Opinion
2013-10-9
Alexander Breytman, Brooklyn, N.Y., appellant pro se. Jaffe & Asher LLP, New York, N.Y. (Ira N. Glauber and Jeffrey Zimmerman of counsel), for respondent.
Alexander Breytman, Brooklyn, N.Y., appellant pro se. Jaffe & Asher LLP, New York, N.Y. (Ira N. Glauber and Jeffrey Zimmerman of counsel), for respondent.
WILLIAM F. MASTRO, J.P., THOMAS A. DICKERSON, CHERYL E. CHAMBERS, and SHERI S. ROMAN, JJ.
In an action to recover damages for personal injuries, the plaintiff appeals from (1) an order of the Supreme Court, Kings County (Lewis, J.), dated May 6, 2011, which, among other things, granted those branches of the defendant's motion which were to compel him to sign authorizations for the release of certain medical records, to compel him to appear for a deposition, and to vacate the note of issue, and (2) a second order of the same court, also dated May 6, 2011, which, sua sponte, enjoined him from submitting any further motions or cross motions without leave of the court.
ORDERED that on the Court's own motion, the notice of appeal is deemed to also be an application for leave to appeal from the second order, and leave to appeal is granted ( seeCPLR 5701[c] ); and it is further,
ORDERED that the orders are affirmed; and it is further,
ORDERED that one bill of costs is awarded to the defendant.
Contrary to the plaintiff's contention, the Supreme Court properly granted those branches of the defendant's motion which were to compel him to sign authorizations for the release of certain medical records, to compel him to appear for a deposition, and to vacate the note of issue. The Supreme Court correctly compelled the plaintiff to sign the authorizations since he placed his medical condition at issue ( see Diamond v. Ross Orthopedic Group, P.C., 41 A.D.3d 768, 839 N.Y.S.2d 211). The Supreme Court also correctly compelled the plaintiff to appear for a deposition, since the defendant demonstrated that the deposition was reasonably calculated to result in the disclosure of facts necessary to defend the action ( see Friel v. Papa, 56 A.D.3d 607, 869 N.Y.S.2d 117). Since the defendant moved to vacate the note of issue within the time prescribed for doing so pursuant to 22 NYCRR 202.21(e), and demonstrated that discovery was not complete in that the deposition of the plaintiff had not occurred, medical authorizations still had not been provided, and the action was not ready for trial, the note of issue was properly vacated ( see Kent Realty, LLC v.
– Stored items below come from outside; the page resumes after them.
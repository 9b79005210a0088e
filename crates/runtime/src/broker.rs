//! Per-session event queues.
//!
//! A producer publishes progress into a session; one consumer drains it.
//! [`SessionBroker::close`] pushes an end-of-stream marker that the consumer
//! sees after every event published before it. Sessions are removed once
//! fully drained, and [`SessionBroker::sweep`] collects the ones nobody
//! finished with.

use std::collections::HashMap;
use std::sync::{Arc, Mutex, MutexGuard, PoisonError};
use std::time::{Duration, Instant};

use chrono::{DateTime, Utc};
use history::SessionId;
use serde::{Deserialize, Serialize};
use serde_json::Value;
use tokio::sync::mpsc;
use tokio::task::JoinHandle;
use tokio_util::sync::CancellationToken;
use tracing::debug;

use crate::{Error, Result};

/// Default time a session may stay unclaimed or undrained.
pub const DEFAULT_RETENTION: Duration = Duration::from_secs(3600);

#[derive(Debug, Clone, Copy, PartialEq, Eq, Serialize, Deserialize)]
#[serde(rename_all = "lowercase")]
pub enum EventKind {
    Update,
    Final,
    Error,
}

#[derive(Debug, Clone, PartialEq, Serialize, Deserialize)]
pub struct SessionEvent {
    #[serde(rename = "type")]
    pub kind: EventKind,
    pub content: String,
    #[serde(default, skip_serializing_if = "Option::is_none")]
    pub data: Option<Value>,
    pub timestamp: DateTime<Utc>,
}

impl SessionEvent {
    pub fn new(kind: EventKind, content: impl Into<String>) -> Self {
        Self {
            kind,
            content: content.into(),
            data: None,
            timestamp: Utc::now(),
        }
    }

    pub fn with_data(mut self, data: Value) -> Self {
        self.data = Some(data);
        self
    }

    /// Server-sent-events frame: `data: <json>\n\n`.
    pub fn to_sse(&self) -> String {
        let json = serde_json::to_string(self).unwrap_or_else(|_| "{}".to_string());
        format!("data: {json}\n\n")
    }
}

enum Frame {
    Event(SessionEvent),
    Close,
}

struct Entry {
    sender: mpsc::UnboundedSender<Frame>,
    receiver: Option<mpsc::UnboundedReceiver<Frame>>,
    created_at: Instant,
    closed_at: Option<Instant>,
}

/// Hands out session ids and routes events to their consumers.
pub struct SessionBroker {
    sessions: Mutex<HashMap<SessionId, Entry>>,
    retention: Duration,
}

impl Default for SessionBroker {
    fn default() -> Self {
        Self::new(DEFAULT_RETENTION)
    }
}

impl SessionBroker {
    pub fn new(retention: Duration) -> Self {
        Self {
            sessions: Mutex::new(HashMap::new()),
            retention,
        }
    }

    fn lock(&self) -> MutexGuard<'_, HashMap<SessionId, Entry>> {
        self.sessions.lock().unwrap_or_else(PoisonError::into_inner)
    }

    pub fn create_session(&self) -> SessionId {
        let id = SessionId::new();
        let (sender, receiver) = mpsc::unbounded_channel();
        self.lock().insert(
            id,
            Entry {
                sender,
                receiver: Some(receiver),
                created_at: Instant::now(),
                closed_at: None,
            },
        );
        debug!(session = %id, "session created");
        id
    }

    pub fn publish(&self, id: SessionId, kind: EventKind, content: impl Into<String>) -> Result<()> {
        self.publish_event(id, SessionEvent::new(kind, content))
    }

    pub fn publish_event(&self, id: SessionId, event: SessionEvent) -> Result<()> {
        let sessions = self.lock();
        let entry = sessions.get(&id).ok_or(Error::SessionNotFound(id))?;
        if entry.closed_at.is_some() {
            return Err(Error::SessionClosed(id));
        }
        entry
            .sender
            .send(Frame::Event(event))
            .map_err(|_| Error::SessionClosed(id))
    }

    /// Mark the session inactive and enqueue the end-of-stream marker.
    pub fn close(&self, id: SessionId) -> Result<()> {
        let mut sessions = self.lock();
        let entry = sessions.get_mut(&id).ok_or(Error::SessionNotFound(id))?;
        if entry.closed_at.is_some() {
            return Ok(());
        }
        entry.closed_at = Some(Instant::now());
        // The consumer may already be gone; the sweeper handles that.
        let _ = entry.sender.send(Frame::Close);
        debug!(session = %id, "session closed");
        Ok(())
    }

    /// Whether the session exists and is still accepting events.
    pub fn is_active(&self, id: SessionId) -> Option<bool> {
        self.lock().get(&id).map(|entry| entry.closed_at.is_none())
    }

    pub fn len(&self) -> usize {
        self.lock().len()
    }

    pub fn is_empty(&self) -> bool {
        self.lock().is_empty()
    }

    /// Take the session's single consumer stream.
    pub fn drain(self: &Arc<Self>, id: SessionId) -> Result<EventStream> {
        let mut sessions = self.lock();
        let entry = sessions.get_mut(&id).ok_or(Error::SessionNotFound(id))?;
        let receiver = entry.receiver.take().ok_or(Error::SessionBusy(id))?;
        Ok(EventStream {
            id,
            receiver,
            broker: Arc::clone(self),
            finished: false,
        })
    }

    fn remove(&self, id: SessionId) {
        if self.lock().remove(&id).is_some() {
            debug!(session = %id, "session drained");
        }
    }

    /// Remove sessions closed longer ago than the retention window and
    /// sessions that nobody ever started draining within it. Sessions being
    /// drained while still open are left alone.
    pub fn sweep(&self) -> usize {
        let retention = self.retention;
        let mut sessions = self.lock();
        let before = sessions.len();
        sessions.retain(|_, entry| {
            let expired_close = entry
                .closed_at
                .is_some_and(|closed| closed.elapsed() > retention);
            let unclaimed = entry.receiver.is_some() && entry.created_at.elapsed() > retention;
            !(expired_close || unclaimed)
        });
        let removed = before - sessions.len();
        if removed > 0 {
            debug!(removed, "swept stale sessions");
        }
        removed
    }

    /// Run [`sweep`](Self::sweep) every `interval` until `cancel` fires.
    pub fn spawn_sweeper(self: &Arc<Self>, interval: Duration, cancel: CancellationToken) -> JoinHandle<()> {
        let broker = Arc::clone(self);
        tokio::spawn(async move {
            let mut ticker = tokio::time::interval(interval);
            ticker.tick().await;
            loop {
                tokio::select! {
                    _ = cancel.cancelled() => break,
                    _ = ticker.tick() => {
                        broker.sweep();
                    }
                }
            }
        })
    }
}

/// Consumer side of one session.
pub struct EventStream {
    id: SessionId,
    receiver: mpsc::UnboundedReceiver<Frame>,
    broker: Arc<SessionBroker>,
    finished: bool,
}

impl EventStream {
    pub fn session_id(&self) -> SessionId {
        self.id
    }

    fn accept(&mut self, frame: Option<Frame>) -> Option<SessionEvent> {
        match frame {
            Some(Frame::Event(event)) => Some(event),
            Some(Frame::Close) | None => {
                self.finished = true;
                self.broker.remove(self.id);
                None
            }
        }
    }

    /// Next event, or `None` once the session is closed and drained.
    pub async fn recv(&mut self) -> Option<SessionEvent> {
        if self.finished {
            return None;
        }
        let frame = self.receiver.recv().await;
        self.accept(frame)
    }

    /// Like [`recv`](Self::recv), but gives up after `timeout`.
    pub async fn recv_timeout(&mut self, timeout: Duration) -> Result<Option<SessionEvent>> {
        tokio::time::timeout(timeout, self.recv())
            .await
            .map_err(|_| Error::Timeout(timeout))
    }

    /// Drain every remaining event, waiting at most `timeout` for each.
    pub async fn collect_events(mut self, timeout: Duration) -> Result<Vec<SessionEvent>> {
        let mut events = Vec::new();
        while let Some(event) = self.recv_timeout(timeout).await? {
            events.push(event);
        }
        Ok(events)
    }
}

/// Blocking iteration for consumers outside an async runtime.
///
/// Panics if called from within an async task.
impl Iterator for EventStream {
    type Item = SessionEvent;

    fn next(&mut self) -> Option<SessionEvent> {
        if self.finished {
            return None;
        }
        let frame = self.receiver.blocking_recv();
        self.accept(frame)
    }
}

#[cfg(test)]
mod tests {
    use super::*;

    #[tokio::test]
    async fn events_arrive_in_order_then_stream_ends() {
        let broker = Arc::new(SessionBroker::default());
        let id = broker.create_session();
        broker.publish(id, EventKind::Update, "one").unwrap();
        broker.publish(id, EventKind::Update, "two").unwrap();
        broker.publish(id, EventKind::Final, "3").unwrap();
        broker.close(id).unwrap();

        let events = broker
            .drain(id)
            .unwrap()
            .collect_events(Duration::from_secs(1))
            .await
            .unwrap();
        let contents: Vec<&str> = events.iter().map(|e| e.content.as_str()).collect();
        assert_eq!(contents, vec!["one", "two", "3"]);
        assert_eq!(events[2].kind, EventKind::Final);
        assert!(broker.is_empty());
    }

    #[tokio::test]
    async fn consumer_waits_for_late_events() {
        let broker = Arc::new(SessionBroker::default());
        let id = broker.create_session();
        let mut stream = broker.drain(id).unwrap();

        let producer = Arc::clone(&broker);
        tokio::spawn(async move {
            tokio::time::sleep(Duration::from_millis(20)).await;
            producer.publish(id, EventKind::Update, "late").unwrap();
            producer.close(id).unwrap();
        });

        let event = stream.recv_timeout(Duration::from_secs(1)).await.unwrap();
        assert_eq!(event.unwrap().content, "late");
        assert!(stream.recv().await.is_none());
        assert!(stream.recv().await.is_none());
    }

    #[test]
    fn publish_after_close_is_rejected() {
        let broker = SessionBroker::default();
        let id = broker.create_session();
        broker.close(id).unwrap();
        assert_eq!(broker.is_active(id), Some(false));
        assert!(matches!(
            broker.publish(id, EventKind::Update, "x"),
            Err(Error::SessionClosed(_))
        ));
        assert!(matches!(
            broker.publish(SessionId::new(), EventKind::Update, "x"),
            Err(Error::SessionNotFound(_))
        ));
    }

    #[test]
    fn only_one_consumer_per_session() {
        let broker = Arc::new(SessionBroker::default());
        let id = broker.create_session();
        let _stream = broker.drain(id).unwrap();
        assert!(matches!(broker.drain(id), Err(Error::SessionBusy(_))));
    }

    #[test]
    fn sweep_collects_closed_and_unclaimed_sessions() {
        let broker = Arc::new(SessionBroker::new(Duration::from_millis(10)));
        let closed = broker.create_session();
        broker.close(closed).unwrap();
        let _unclaimed = broker.create_session();
        let watched = broker.create_session();
        let _stream = broker.drain(watched).unwrap();

        std::thread::sleep(Duration::from_millis(30));
        assert_eq!(broker.sweep(), 2);
        assert_eq!(broker.len(), 1);
        assert_eq!(broker.is_active(watched), Some(true));
    }

    #[test]
    fn sse_frame_format() {
        let event = SessionEvent::new(EventKind::Final, "3");
        let frame = event.to_sse();
        assert!(frame.starts_with("data: {\"type\":\"final\",\"content\":\"3\""));
        assert!(frame.ends_with("\n\n"));
    }

    #[test]
    fn blocking_iteration_outside_runtime() {
        let broker = Arc::new(SessionBroker::default());
        let id = broker.create_session();
        broker.publish(id, EventKind::Update, "a").unwrap();
        broker.publish(id, EventKind::Error, "b").unwrap();
        broker.close(id).unwrap();
        let kinds: Vec<EventKind> = broker.drain(id).unwrap().map(|e| e.kind).collect();
        assert_eq!(kinds, vec![EventKind::Update, EventKind::Error]);
    }
}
Danica Group, LLC, 102 A.D.3d 927, 958 N.Y.S.2d 498;Jacobs v. Johnston, 97 A.D.3d 538, 948 N.Y.S.2d 321;Gallo v. SCG Select Carrier Group, L.P., 91 A.D.3d 714, 936 N.Y.S.2d 900).
Further, the Supreme Court properly enjoined the plaintiff from submitting any further motions or cross motions without leave of the court, based on his abuse of the judicial process ( see Matter of Nieves–Ford v. Gordon, 53 A.D.3d 581, 860 N.Y.S.2d 403;Matter of Simpson v. Ptaszynska, 41 A.D.3d 607, 836 N.Y.S.2d 419;Matter of Pignataro v. Davis, 8 A.D.3d 487, 778 N.Y.S.2d 528).
The plaintiff's remaining contentions are without merit.